According to WebMD, “Sleep Deprivation Can Lead to Serious Health Problems. Sleep disorders and chronic sleep loss can put you at risk for:
- Heart disease
- Heart attack
- Heart failure
- Irregular heartbeat
- High blood pressure
- Stroke
- Diabetes”
Here are Five surprising ways to get a good night’s sleep.
1- Use Blackout Shades
Darkness triggers the brain to produce melatonin, which helps you fall asleep. It also cuts out any distractions. Try blackout shades, like SmartWings motorized roller shades (100 blackout essentials). Not only do they look great, but they work like a charm. They block out 100% of the light, making your room the perfect condition for a full night’s rest. My favorite part (besides the fact that you sleep so much better) is that these blinds can be controlled with a remote, an app, or your voice. You can even have them on a timer so they open and close when you’ve designated.
2- Turn the AC down just a bit.
Most people sleep better when the room is a little colder, but there is a scientific reason why: Sleeping in a room between 60–68° F stimulates the production of melatonin. Plus, sleeping in a cooler room can help you get deeper REM cycles, reducing fatigue during the day. I love to sleep in a chilly room and then cover up with our down comforter.
3- Wear socks to bed.
It is really hard for me to do this. I remember watching The Oprah Show, and a doctor said that wearing socks to bed actually helps people sleep better. The logic behind it is that although we sleep better in cool air, we don’t like our feet to be cold. When our feet are cold, we don’t sleep as well.

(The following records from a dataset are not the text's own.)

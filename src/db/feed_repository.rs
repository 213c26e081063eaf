// src/db/feed_repository.rs
// DOCUMENTATION: Database access layer for feed purchases
// PURPOSE: Abstract feed SQL from the ledger reconciliation logic

use crate::errors::FarmError;
use crate::models::{Feed, FeedPayload};
use chrono::{DateTime, Utc};
use sqlx::PgPool;
use uuid::Uuid;

const FEED_COLUMNS: &str =
    "id, user_id, feed_type, price, bags, kg_per_bag, total_kg, purchased_at, created_at, updated_at";

/// FeedRepository: All database operations for feed purchases
/// DOCUMENTATION: Every query is scoped to the owning user
pub struct FeedRepository;

impl FeedRepository {
    /// Create new feed purchase in database
    /// DOCUMENTATION: total_kg is computed by the caller, never trusted
    /// from the wire
    pub async fn create_feed(
        pool: &PgPool,
        user_id: Uuid,
        req: &FeedPayload,
        total_kg: f64,
        purchased_at: DateTime<Utc>,
    ) -> Result<Feed, FarmError> {
        let feed = sqlx::query_as::<_, Feed>(&format!(
            r#"
            INSERT INTO feed_purchases
                (user_id, feed_type, price, bags, kg_per_bag, total_kg, purchased_at, created_at, updated_at)
            VALUES ($1, $2, $3, $4, $5, $6, $7, NOW(), NOW())
            RETURNING {}
            "#,
            FEED_COLUMNS
        ))
        .bind(user_id)
        .bind(&req.feed_type)
        .bind(req.price)
        .bind(req.bags)
        .bind(req.kg_per_bag)
        .bind(total_kg)
        .bind(purchased_at)
        .fetch_one(pool)
        .await
        .map_err(|e| {
            log::error!("Failed to create feed purchase: {}", e);
            FarmError::DatabaseError(e.to_string())
        })?;

        log::info!("Created feed purchase: {}", feed.id);
        Ok(feed)
    }

    /// Retrieve feed purchase by ID
    pub async fn get_by_id(pool: &PgPool, user_id: Uuid, id: Uuid) -> Result<Feed, FarmError> {
        let feed = sqlx::query_as::<_, Feed>(&format!(
            "SELECT {} FROM feed_purchases WHERE id = $1 AND user_id = $2",
            FEED_COLUMNS
        ))
        .bind(id)
        .bind(user_id)
        .fetch_optional(pool)
        .await
        .map_err(|e| {
            log::error!("Database error fetching feed purchase: {}", e);
            FarmError::DatabaseError(e.to_string())
        })?
        .ok_or_else(|| {
            log::warn!("Feed purchase not found: {}", id);
            FarmError::NotFound(format!("Feed record {}", id))
        })?;

        Ok(feed)
    }

    /// List the user's feed purchases, newest first
    pub async fn list(pool: &PgPool, user_id: Uuid) -> Result<Vec<Feed>, FarmError> {
        let feeds = sqlx::query_as::<_, Feed>(&format!(
            "SELECT {} FROM feed_purchases WHERE user_id = $1 ORDER BY purchased_at DESC",
            FEED_COLUMNS
        ))
        .bind(user_id)
        .fetch_all(pool)
        .await
        .map_err(|e| {
            log::error!("Failed to list feed purchases: {}", e);
            FarmError::DatabaseError(e.to_string())
        })?;

        Ok(feeds)
    }

    /// Replace the mutable fields of a feed purchase
    /// DOCUMENTATION: Used by PATCH /feed/{id}; the purchase date is kept
    /// when the payload omits it
    pub async fn update_feed(
        pool: &PgPool,
        user_id: Uuid,
        id: Uuid,
        req: &FeedPayload,
        total_kg: f64,
        purchased_at: DateTime<Utc>,
    ) -> Result<Feed, FarmError> {
        let feed = sqlx::query_as::<_, Feed>(&format!(
            r#"
            UPDATE feed_purchases
            SET feed_type = $1,
                price = $2,
                bags = $3,
                kg_per_bag = $4,
                total_kg = $5,
                purchased_at = $6,
                updated_at = NOW()
            WHERE id = $7 AND user_id = $8
            RETURNING {}
            "#,
            FEED_COLUMNS
        ))
        .bind(&req.feed_type)
        .bind(req.price)
        .bind(req.bags)
        .bind(req.kg_per_bag)
        .bind(total_kg)
        .bind(purchased_at)
        .bind(id)
        .bind(user_id)
        .fetch_optional(pool)
        .await
        .map_err(|e| {
            log::error!("Update failed for feed purchase {}: {}", id, e);
            FarmError::DatabaseError(e.to_string())
        })?
        .ok_or_else(|| FarmError::NotFound(format!("Feed record {}", id)))?;

        log::info!("Updated feed purchase: {}", id);
        Ok(feed)
    }

    /// Delete feed purchase
    pub async fn delete_feed(pool: &PgPool, user_id: Uuid, id: Uuid) -> Result<(), FarmError> {
        let rows = sqlx::query("DELETE FROM feed_purchases WHERE id = $1 AND user_id = $2")
            .bind(id)
            .bind(user_id)
            .execute(pool)
            .await
            .map_err(|e| {
                log::error!("Delete failed for feed purchase {}: {}", id, e);
                FarmError::DatabaseError(e.to_string())
            })?
            .rows_affected();

        if rows == 0 {
            return Err(FarmError::NotFound(format!("Feed record {}", id)));
        }

        log::info!("Deleted feed purchase: {}", id);
        Ok(())
    }
}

4- Try squeezing in a short nap during the day.
I’m not a napper, but my husband could nap every day if given the chance. Hahaha! Since our circadian rhythm makes us feel the most alert in the morning (usually between 7 and 9 a.m.), it starts to drop around 11:00, so taking a short 30-minute nap between 1:00 and 3:00 could help.
5- Write Down What’s on Your Mind.
Do you stay up worrying about things you must finish (or start)? Make a list before you get into bed. Don’t think about or worry about them until you wake up. You’ll see them the following day and can start figuring out ways to solve or complete them.